Nanoparticles (NPs) are thermodynamically unstable system and tend to aggregate to reduce free energy. The aggregation property of NPs results in inhomogeneous exposure of cells to NPs resulting in variable cellular responses. Several types of surfactants are used to stabilize NP dispersions and obtain homogenous dispersions. However, the effects of these surfactants, per se, on cellular responses are not completely known. The present study investigated the application of Pluronic F68 (PF68) for obtaining stable dispersion of NPs using carbon nanotubes as model NPs. PF68-stabilized NP suspensions are stable for long durations and do not show signs of aggregation or settling during storage or after autoclaving. The polyethylene oxide blocks in PF68 provide steric hindrance between adjacent NPs leading to stable NP dispersions. Further, PF68 is biocompatible in nature and does not affect integrity of mitochondria, lysosomes, DNA, and nuclei.

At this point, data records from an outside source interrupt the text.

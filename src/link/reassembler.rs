//! Inbound message reassembly.
//!
//! BLE writes arrive as MTU-bounded chunks with no framing of their own.
//! Each inbound characteristic owns one [`Reassembler`] that turns a
//! sequence of [`feed`](Reassembler::feed) calls into complete messages:
//!
//! ```text
//!   AwaitingHeader ──(header complete)──▶ validate
//!        ▲                                  │ bad ──▶ AwaitingHeader
//!        │                                  ▼
//!        │                 allocate ── ok ──▶ Accumulating ─┐
//!        │                    │                              │ len reached
//!        │                    └─ fail ─▶ Skipping ───────────┤
//!        │                                                   ▼
//!        └──────────────── reset, then on_frame(Assembled) ◀─┘
//! ```
//!
//! The payload buffer is owned by the state itself. It moves out to the
//! dispatcher on completion, and dropping the state (reset, disconnect,
//! rejection) releases it, so there is exactly one release path.

use core::fmt;
use core::marker::PhantomData;

use log::{debug, warn};

use crate::diagnostics::RxStats;
use crate::error::FrameError;

/// Largest fixed header of any inbound protocol.
pub const MAX_HEADER_LEN: usize = 16;

/// Per-protocol bounds applied when a header is parsed.
#[derive(Debug, Clone, Copy, PartialEq, Eq)]
pub struct Limits {
    /// Largest payload the header may declare.
    pub max_payload: u32,
}

impl Limits {
    pub const fn new(max_payload: u32) -> Self {
        Self { max_payload }
    }
}

/// Wire shape of one inbound protocol.
pub trait FrameSpec {
    /// Routing metadata carried from header to dispatch.
    type Header: Copy + fmt::Debug;

    /// Short tag for log lines.
    const NAME: &'static str;

    /// Fixed header length. Zero for protocols that are a single fixed struct.
    const HEADER_LEN: usize;

    /// Cheap check on the first byte of a fresh message. A byte that fails
    /// is dropped as noise without touching accumulation state.
    fn precheck(first: u8) -> bool;

    /// Parse and validate a complete header, returning it together with
    /// the payload length still to come.
    fn parse_header(raw: &[u8], limits: &Limits) -> Result<(Self::Header, usize), FrameError>;
}

/// A message that is one fixed-size struct with no header of its own.
pub trait FixedRecord: Sized {
    const NAME: &'static str;
    /// Exact wire size.
    const LEN: usize;

    /// Check on the first byte, typically a flag with a known range.
    fn precheck(first: u8) -> bool;

    /// Parse exactly [`Self::LEN`] bytes.
    fn parse(raw: &[u8]) -> Self;
}

/// [`FrameSpec`] for a [`FixedRecord`]: no header, constant payload length.
pub struct FixedStruct<T>(PhantomData<T>);

impl<T: FixedRecord> FrameSpec for FixedStruct<T> {
    type Header = ();
    const NAME: &'static str = T::NAME;
    const HEADER_LEN: usize = 0;

    fn precheck(first: u8) -> bool {
        T::precheck(first)
    }

    fn parse_header(_raw: &[u8], _limits: &Limits) -> Result<((), usize), FrameError> {
        Ok(((), T::LEN))
    }
}

/// Source of reassembly buffers.
pub trait BufferAllocator {
    /// An empty buffer with room for exactly `len` bytes, or `None`.
    fn allocate(&mut self, len: usize) -> Option<Vec<u8>>;
}

/// Heap allocator that refuses oversized requests and survives heap
/// exhaustion instead of aborting.
#[derive(Debug, Clone, Copy)]
pub struct HeapAllocator {
    limit: usize,
}

impl HeapAllocator {
    pub const fn new(limit: usize) -> Self {
        Self { limit }
    }
}

impl BufferAllocator for HeapAllocator {
    fn allocate(&mut self, len: usize) -> Option<Vec<u8>> {
        if len > self.limit {
            return None;
        }
        let mut buf = Vec::new();
        buf.try_reserve_exact(len).ok()?;
        Some(buf)
    }
}

/// A message handed to the dispatcher.
#[derive(Debug, PartialEq, Eq)]
pub enum Assembled<H> {
    /// Every payload byte arrived and was buffered.
    Complete { header: H, payload: Vec<u8> },
    /// The payload was consumed without a buffer.
    Skipped { header: H, len: usize },
}

/// Coarse state, for callers and tests.
#[derive(Debug, Clone, Copy, PartialEq, Eq)]
pub enum Phase {
    AwaitingHeader,
    Accumulating,
    Skipping,
}

enum RxState<H> {
    AwaitingHeader { filled: usize },
    Accumulating { header: H, buf: Vec<u8>, expected: usize },
    Skipping { header: H, seen: usize, expected: usize },
}

impl<H> RxState<H> {
    const IDLE: Self = Self::AwaitingHeader { filled: 0 };
}

pub struct Reassembler<S: FrameSpec> {
    state: RxState<S::Header>,
    header: [u8; MAX_HEADER_LEN],
    limits: Limits,
    stats: RxStats,
}

impl<S: FrameSpec> Reassembler<S> {
    pub fn new(limits: Limits) -> Self {
        debug_assert!(S::HEADER_LEN <= MAX_HEADER_LEN);
        Self {
            state: RxState::IDLE,
            header: [0; MAX_HEADER_LEN],
            limits,
            stats: RxStats::default(),
        }
    }

    /// Drop any partial message and its buffer.
    pub fn reset(&mut self) {
        self.state = RxState::IDLE;
    }

    pub fn phase(&self) -> Phase {
        match self.state {
            RxState::AwaitingHeader { .. } => Phase::AwaitingHeader,
            RxState::Accumulating { .. } => Phase::Accumulating,
            RxState::Skipping { .. } => Phase::Skipping,
        }
    }

    /// Nothing buffered, not even part of a header.
    pub fn is_idle(&self) -> bool {
        matches!(self.state, RxState::AwaitingHeader { filled: 0 })
    }

    pub fn stats(&self) -> &RxStats {
        &self.stats
    }

    pub fn clear_stats(&mut self) {
        self.stats = RxStats::default();
    }

    /// Consume one BLE write.
    ///
    /// `on_frame` runs once per finished message, after the reassembler is
    /// already back in `AwaitingHeader`. Bytes following a finished message
    /// in the same chunk start the next one; bytes following a rejected
    /// header are discarded.
    pub fn feed(
        &mut self,
        mut chunk: &[u8],
        alloc: &mut dyn BufferAllocator,
        mut on_frame: impl FnMut(Assembled<S::Header>),
    ) {
        while !chunk.is_empty() {
            match &mut self.state {
                RxState::AwaitingHeader { filled } => {
                    if *filled == 0 && !S::precheck(chunk[0]) {
                        debug!("{}: stray byte 0x{:02x} dropped", S::NAME, chunk[0]);
                        self.stats.stray_bytes += 1;
                        chunk = &chunk[1..];
                        continue;
                    }

                    let take = (S::HEADER_LEN - *filled).min(chunk.len());
                    self.header[*filled..*filled + take].copy_from_slice(&chunk[..take]);
                    *filled += take;
                    chunk = &chunk[take..];
                    if *filled < S::HEADER_LEN {
                        continue;
                    }

                    match S::parse_header(&self.header[..S::HEADER_LEN], &self.limits) {
                        Ok((header, expected)) => {
                            self.begin_payload(header, expected, alloc, &mut on_frame);
                        }
                        Err(e) => {
                            warn!("{}: header rejected ({})", S::NAME, e);
                            self.stats.rejected += 1;
                            self.state = RxState::IDLE;
                            return;
                        }
                    }
                }

                RxState::Accumulating { buf, expected, .. } => {
                    let take = (*expected - buf.len()).min(chunk.len());
                    buf.extend_from_slice(&chunk[..take]);
                    chunk = &chunk[take..];
                    if buf.len() == *expected {
                        self.finish(&mut on_frame);
                    }
                }

                RxState::Skipping { seen, expected, .. } => {
                    let take = (*expected - *seen).min(chunk.len());
                    *seen += take;
                    chunk = &chunk[take..];
                    if *seen == *expected {
                        self.finish(&mut on_frame);
                    }
                }
            }
        }
    }

    fn begin_payload(
        &mut self,
        header: S::Header,
        expected: usize,
        alloc: &mut dyn BufferAllocator,
        on_frame: &mut impl FnMut(Assembled<S::Header>),
    ) {
        self.state = match alloc.allocate(expected) {
            Some(buf) => {
                debug!("{}: {:?}, {} payload bytes", S::NAME, header, expected);
                RxState::Accumulating {
                    header,
                    buf,
                    expected,
                }
            }
            None => {
                warn!(
                    "{}: no buffer for {} bytes, skipping message",
                    S::NAME,
                    expected
                );
                self.stats.alloc_failures += 1;
                RxState::Skipping {
                    header,
                    seen: 0,
                    expected,
                }
            }
        };
        if expected == 0 {
            self.finish(on_frame);
        }
    }

    fn finish(&mut self, on_frame: &mut impl FnMut(Assembled<S::Header>)) {
        let frame = match core::mem::replace(&mut self.state, RxState::IDLE) {
            RxState::Accumulating { header, buf, .. } => {
                self.stats.completed += 1;
                Assembled::Complete {
                    header,
                    payload: buf,
                }
            }
            RxState::Skipping { header, seen, .. } => {
                self.stats.skipped += 1;
                Assembled::Skipped { header, len: seen }
            }
            RxState::AwaitingHeader { .. } => return,
        };
        on_frame(frame);
    }
}

// ── Tests ────────────────────────────────────────────────────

Also, PF68 neither induce free radical or cytokine production nor does it interfere with cellular uptake mechanisms. The results of the present study suggest that PF68-assisted dispersion of NPs produced suspensions, which are stable after autoclaving. Further, PF68 does not interfere with normal physiological functions suggesting its application in nanomedicine and nanotoxicity evaluation. ? 2013 Springer Science+Business Media Dordrecht.